In ebraico questo termine non ha nulla di astratto, è terribilmente concreto: “Dio disse sia la luce e la luce fu”, la sua parola è azione, fatto e parla per comunicare, per rivelarsi, per entrare in relazione, dare senso per amore.
L’uomo è sospeso al soffio, alla parola di Dio: è questo che gli dà ed orienta la sua vita. Dire che l’uomo è a immagine di Dio, significa qualificarlo immediatamente come un essere in relazione con il Signore e, attraverso di lui, con tutte le altre creature che Dio ha visto come “cose buone”. Dice il salmo che “i cieli narrano la gloria di Dio e il firmamento annuncia l’opera delle sue mani …”. Se la creazione è Parola di Dio, la sua luce raggiunge tutto e tutti.
“E il Verbo si è fatto carne”
Carne, non uomo, cioè si è impastato anche nel profondo delle nostre imperfezioni, delle nostre debolezze, delle nostre fragilità che ora, oltre a portare i segni della morte, porta anche la pienezza della vita che è il luogo della manifestazione della gloria di Dio.
È nella nostra carne che dobbiamo cercare la sua Gloria, vedere il suo Amore e la sua Croce; anche nelle carni nude, affamate, assetate, malate, prigioniere, pellegrine, migranti, carcerate, morte nel freddo o nel mare, bruciate nelle tendopoli date alle fiamme o che hanno preso fuoco cercando di scaldarsi …
Ha fissato la sua tenda in mezzo a noi
In noi, facendoci diventare la sua tenda in mezzo a tutte le realtà che frequentiamo. La sua tenda, come quella di Abramo, ha quattro aperture verso i quattro punti cardinali, pronta ad accogliere tutti e, noi, accogliamo tutti? Lo rendiamo “samaritano” lungo le strade di questa nostra umanità ferita anche dal Covid-19?

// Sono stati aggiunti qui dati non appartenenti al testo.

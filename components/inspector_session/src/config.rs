//! Configuration for the inspector session

use request_tracker::reducer::DEFAULT_MAX_RESPONSE_BODY_SIZE;
use request_tracker::ReducerConfig;
use serde::{Deserialize, Serialize};

/// Default interval between watchdog checks
pub const DEFAULT_WATCHDOG_INTERVAL_MS: u64 = 5_000;

/// Default capacity of the update broadcast channel
pub const DEFAULT_UPDATE_CHANNEL_CAPACITY: usize = 256;

/// Configuration for a [`crate::NetworkInspector`]
///
/// Built with [`InspectorConfig::builder`]; unset options keep their defaults.
#[derive(Debug, Clone, Serialize, Deserialize)]
#[serde(rename_all = "camelCase")]
pub struct InspectorConfig {
    /// Clear recorded requests when the top-level frame navigates
    clear_on_navigation: bool,

    /// URL prefixes whose requests are never recorded
    ignored_url_prefixes: Vec<String>,

    /// Response bodies longer than this are truncated
    max_response_body_size: usize,

    /// Fetch the response body of every finished request
    fetch_response_bodies: bool,

    /// Whether recording is on when the session starts
    start_recording: bool,

    /// Watchdog period; `None` disables the watchdog
    watchdog_interval_ms: Option<u64>,

    update_channel_capacity: usize,
}

impl InspectorConfig {
    /// Create a new builder
    ///
    /// # Example
    ///
    /// ```
    /// use inspector_session::InspectorConfig;
    ///
    /// let config = InspectorConfig::builder()
    ///     .clear_on_navigation(false)
    ///     .ignore_extension("abcdefgh")
    ///     .build();
    ///
    /// assert!(!config.clear_on_navigation());
    /// ```
    pub fn builder() -> InspectorConfigBuilder {
        InspectorConfigBuilder::default()
    }

    pub fn clear_on_navigation(&self) -> bool {
        self.clear_on_navigation
    }

    pub fn ignored_url_prefixes(&self) -> &[String] {
        &self.ignored_url_prefixes
    }

    pub fn max_response_body_size(&self) -> usize {
        self.max_response_body_size
    }

    pub fn fetch_response_bodies(&self) -> bool {
        self.fetch_response_bodies
    }

    pub fn start_recording(&self) -> bool {
        self.start_recording
    }

    pub fn watchdog_interval_ms(&self) -> Option<u64> {
        self.watchdog_interval_ms
    }

    pub fn update_channel_capacity(&self) -> usize {
        self.update_channel_capacity
    }

    /// Reducer policy derived from this configuration
    pub fn reducer_config(&self) -> ReducerConfig {
        let mut config = ReducerConfig::default()
            .with_clear_on_navigation(self.clear_on_navigation)
            .with_max_response_body_size(self.max_response_body_size);
        for prefix in &self.ignored_url_prefixes {
            config = config.with_ignored_url_prefix(prefix.clone());
        }
        config
    }
}

impl Default for InspectorConfig {
    /// Default values:
    /// - clear_on_navigation: true
    /// - max_response_body_size: 10 MB
    /// - fetch_response_bodies: true
    /// - start_recording: true
    /// - watchdog_interval_ms: 5000
    fn default() -> Self {
        Self {
            clear_on_navigation: true,
            ignored_url_prefixes: Vec::new(),
            max_response_body_size: DEFAULT_MAX_RESPONSE_BODY_SIZE,
            fetch_response_bodies: true,
            start_recording: true,
            watchdog_interval_ms: Some(DEFAULT_WATCHDOG_INTERVAL_MS),
            update_channel_capacity: DEFAULT_UPDATE_CHANNEL_CAPACITY,
        }
    }
}

/// Builder for [`InspectorConfig`]
#[derive(Debug, Clone, Default)]
pub struct InspectorConfigBuilder {
    clear_on_navigation: Option<bool>,
    ignored_url_prefixes: Vec<String>,
    max_response_body_size: Option<usize>,
    fetch_response_bodies: Option<bool>,
    start_recording: Option<bool>,
    watchdog_interval_ms: Option<Option<u64>>,
    update_channel_capacity: Option<usize>,
}

impl InspectorConfigBuilder {
    pub fn clear_on_navigation(mut self, clear: bool) -> Self {
        self.clear_on_navigation = Some(clear);
        self
    }

    /// Never record requests whose URL starts with `prefix`
    pub fn ignored_url_prefix(mut self, prefix: impl Into<String>) -> Self {
        self.ignored_url_prefixes.push(prefix.into());
        self
    }

    /// Never record the inspector extension's own requests
    pub fn ignore_extension(self, extension_id: &str) -> Self {
        self.ignored_url_prefix(format!("chrome-extension://{}", extension_id))
    }

    pub fn max_response_body_size(mut self, size: usize) -> Self {
        self.max_response_body_size = Some(size);
        self
    }

    pub fn fetch_response_bodies(mut self, enabled: bool) -> Self {
        self.fetch_response_bodies = Some(enabled);
        self
    }

    pub fn start_recording(mut self, recording: bool) -> Self {
        self.start_recording = Some(recording);
        self
    }

    /// Watchdog period in milliseconds
    pub fn watchdog_interval_ms(mut self, interval_ms: u64) -> Self {
        self.watchdog_interval_ms = Some(Some(interval_ms));
        self
    }

    pub fn disable_watchdog(mut self) -> Self {
        self.watchdog_interval_ms = Some(None);
        self
    }

    pub fn update_channel_capacity(mut self, capacity: usize) -> Self {
        self.update_channel_capacity = Some(capacity);
        self
    }

    /// Build the config, using defaults for anything not set
    pub fn build(self) -> InspectorConfig {
        let default = InspectorConfig::default();

        InspectorConfig {
            clear_on_navigation: self
                .clear_on_navigation
                .unwrap_or(default.clear_on_navigation),
            ignored_url_prefixes: self.ignored_url_prefixes,
            max_response_body_size: self
                .max_response_body_size
                .unwrap_or(default.max_response_body_size),
            fetch_response_bodies: self
                .fetch_response_bodies
                .unwrap_or(default.fetch_response_bodies),
            start_recording: self.start_recording.unwrap_or(default.start_recording),
            watchdog_interval_ms: self
                .watchdog_interval_ms
                .unwrap_or(default.watchdog_interval_ms)
                .filter(|ms| *ms > 0),
            update_channel_capacity: self
                .update_channel_capacity
                .unwrap_or(default.update_channel_capacity)
                .max(1),
        }
    }
}
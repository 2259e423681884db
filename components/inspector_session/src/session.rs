//! The inspector session host

use crate::config::InspectorConfig;
use crate::error::{InspectorError, Result};
use crate::updates::InspectorUpdate;
use crate::watchdog;
use delivery_bridge::{ConnectionId, DeliveryBridge, Envelope, TabId};
use parking_lot::{Mutex, RwLock};
use request_tracker::{
    BodyFetcher, CdpEvent, Diagnostics, EventReducer, FilterSpec, LogicalRequest, NetworkStatistics,
    RequestId, RequestPayload, ResponseBody, Transition,
};
use serde::Serialize;
use serde_json::Value;
use std::sync::atomic::{AtomicBool, AtomicU64, AtomicUsize, Ordering};
use std::sync::Arc;
use std::time::Duration;
use tokio::sync::{broadcast, mpsc, Notify};
use tokio::task::JoinHandle;
use tracing::{debug, info, warn};

/// Counters kept by the session host, outside the reducer
#[derive(Debug, Clone, Copy, Default, PartialEq, Eq, Serialize)]
#[serde(rename_all = "camelCase")]
pub struct SessionCounters {
    /// Events that reached the session, accepted or not
    pub events_received: u64,
    /// Events dropped because recording was paused
    pub skipped_paused: u64,
    /// Envelopes for a tab other than the attached one
    pub skipped_other_tab: u64,
}

/// State shared with the pump, body-fetch and watchdog tasks
pub(crate) struct Shared {
    pub(crate) reducer: RwLock<EventReducer>,
    fetcher: Option<Arc<dyn BodyFetcher>>,
    fetch_bodies: bool,
    version: AtomicU64,
    updates: broadcast::Sender<InspectorUpdate>,
    selected: RwLock<Option<RequestId>>,
    recording: AtomicBool,
    tab_id: RwLock<Option<TabId>>,
    events_received: AtomicU64,
    skipped_paused: AtomicU64,
    skipped_other_tab: AtomicU64,
    fetches_in_flight: AtomicUsize,
    fetches_done: Notify,
}

impl Shared {
    pub(crate) fn counters(&self) -> SessionCounters {
        SessionCounters {
            events_received: self.events_received.load(Ordering::SeqCst),
            skipped_paused: self.skipped_paused.load(Ordering::SeqCst),
            skipped_other_tab: self.skipped_other_tab.load(Ordering::SeqCst),
        }
    }

    fn publish(&self, update: InspectorUpdate) {
        // No subscribers is fine
        let _ = self.updates.send(update);
    }

    fn bump(&self, cleared: bool) -> u64 {
        let version = self.version.fetch_add(1, Ordering::SeqCst) + 1;
        self.publish(if cleared {
            InspectorUpdate::Cleared { version }
        } else {
            InspectorUpdate::Changed { version }
        });
        version
    }

    fn ingest_envelope(self: &Arc<Self>, envelope: Envelope) -> Option<Transition> {
        if let Some(tab_id) = *self.tab_id.read() {
            if envelope.tab_id != tab_id {
                self.events_received.fetch_add(1, Ordering::SeqCst);
                self.skipped_other_tab.fetch_add(1, Ordering::SeqCst);
                warn!(
                    "Ignoring {} from tab {}, attached to tab {}",
                    envelope.method, envelope.tab_id, tab_id
                );
                return None;
            }
        }
        self.ingest(envelope.into_event())
    }

    fn ingest(self: &Arc<Self>, event: CdpEvent) -> Option<Transition> {
        self.events_received.fetch_add(1, Ordering::SeqCst);
        if !self.recording.load(Ordering::SeqCst) {
            self.skipped_paused.fetch_add(1, Ordering::SeqCst);
            debug!("Recording paused, skipping {}", event.method);
            return None;
        }

        let transition = self.reducer.write().apply_cdp(event);
        match &transition {
            Transition::Cleared => {
                *self.selected.write() = None;
                self.bump(true);
            }
            t if t.changes_records() => {
                self.bump(false);
            }
            _ => {}
        }

        if let Some(id) = transition.body_fetch_target() {
            self.spawn_body_fetch(id.clone());
        }
        Some(transition)
    }

    fn spawn_body_fetch(self: &Arc<Self>, id: RequestId) {
        if !self.fetch_bodies {
            return;
        }
        let Some(fetcher) = self.fetcher.clone() else {
            return;
        };
        let Ok(runtime) = tokio::runtime::Handle::try_current() else {
            warn!("No async runtime, skipping body fetch for {}", id);
            return;
        };

        self.fetches_in_flight.fetch_add(1, Ordering::SeqCst);
        let shared = Arc::clone(self);
        runtime.spawn(async move {
            match fetcher.fetch_body(&id).await {
                Ok(body) => {
                    shared.accept_body(&id, body);
                }
                Err(e) => {
                    shared.reducer.write().record_body_fetch_failure();
                    debug!("Body fetch for {} failed: {}", id, e);
                }
            }
            shared.fetches_in_flight.fetch_sub(1, Ordering::SeqCst);
            shared.fetches_done.notify_waiters();
        });
    }

    /// Merge a fetched body; returns the stored body if the record still exists
    fn accept_body(&self, id: &RequestId, body: ResponseBody) -> Option<ResponseBody> {
        let stored = {
            let mut reducer = self.reducer.write();
            if !reducer.store_response_body(id, body) {
                return None;
            }
            reducer.get(id).and_then(|r| r.response_body.clone())
        };

        self.bump(false);
        if self.selected.read().as_ref() == Some(id) {
            self.publish(InspectorUpdate::SelectedRequestUpdated { id: id.clone() });
        }
        stored
    }
}
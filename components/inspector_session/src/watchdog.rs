//! Advisory watchdog
//!
//! Periodically checks whether any event has reached the session. It only logs; record state is
//! never touched.

use crate::session::Shared;
use std::sync::Arc;
use std::time::Duration;
use tokio::task::JoinHandle;
use tracing::{debug, warn};

pub(crate) fn spawn(shared: Arc<Shared>, interval: Duration) -> JoinHandle<()> {
    tokio::spawn(async move {
        let mut ticker = tokio::time::interval(interval);
        // The first tick completes immediately
        ticker.tick().await;

        loop {
            ticker.tick().await;
            let counters = shared.counters();
            if counters.events_received == 0 {
                warn!(
                    "No network events received after {:?}; is the debugger attached?",
                    interval
                );
                continue;
            }

            let reducer = shared.reducer.read();
            let diagnostics = reducer.diagnostics();
            debug!(
                "Inspector summary: {} requests, {} events, {} redirects, {} duplicates, {} ignored, {} skipped while paused, {} from other tabs",
                reducer.store().len(),
                diagnostics.events_received,
                diagnostics.redirects,
                diagnostics.distinct_duplicate_ids(),
                diagnostics.ignored_urls,
                counters.skipped_paused,
                counters.skipped_other_tab
            );
        }
    })
}
//! Error types for request tracking

use cdp_types::{CdpError, PayloadError, RequestId};
use thiserror::Error;

/// Result type for tracker operations
pub type Result<T> = std::result::Result<T, TrackerError>;

/// Errors raised while tracking requests or fetching their bodies
#[derive(Error, Debug)]
pub enum TrackerError {
    /// Protocol-level failure returned by the browser
    #[error("Protocol error: {0}")]
    Protocol(#[from] CdpError),

    /// Event params that do not decode into the expected shape
    #[error(transparent)]
    Payload(#[from] PayloadError),

    #[error("Request not found: {0}")]
    RequestNotFound(RequestId),

    /// The browser no longer holds a body for the request
    #[error("No response body available for request {0}")]
    BodyUnavailable(RequestId),

    #[error("Invalid base64 body: {0}")]
    InvalidBodyEncoding(#[from] base64::DecodeError),

    #[error("Unknown resource type filter: {0}")]
    UnknownTypeFilter(String),
}
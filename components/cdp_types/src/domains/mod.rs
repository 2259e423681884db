// CDP Domain type definitions
// Contains the event payloads consumed by the network inspector

pub mod network;
pub mod page;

Noi ora siamo la sua “carne” e per questo “tutti abbiamo ricevuto grazia su grazia”
Ne siamo ripieni senza misura. A volte non ce ne rendiamo conto e invece di gesti di amore, di accoglienza, di perdono, di sorrisi, di barlumi di vita nuova, sopravvengono le tenebre che stigmatizzano, condannano, gridano, dividono, cercano di spezzare le canne piegate, spegnere i lucignoli fumiganti. Mentre i primi atteggiamenti gli rendono testimonianza perché tutti giungano a credere in Lui, nei secondi non può essere riconosciuto mentre ha proprio preso casa nel dolore che ci sta accanto e forse noi ignoriamo.
Per fortuna la sua luce splende in queste tenebre ed è un seme di speranza che non sarà mai soffocato, rallegra, crea condivisione e gioia; assume il linguaggio dell’altro, interpreta il grido di sofferenza e ogni gemito che giunge dalla terra come le doglie del parto che apre al nuovo, alla vita.
Il Natale non è un punto di arrivo, è piuttosto un punto di partenza.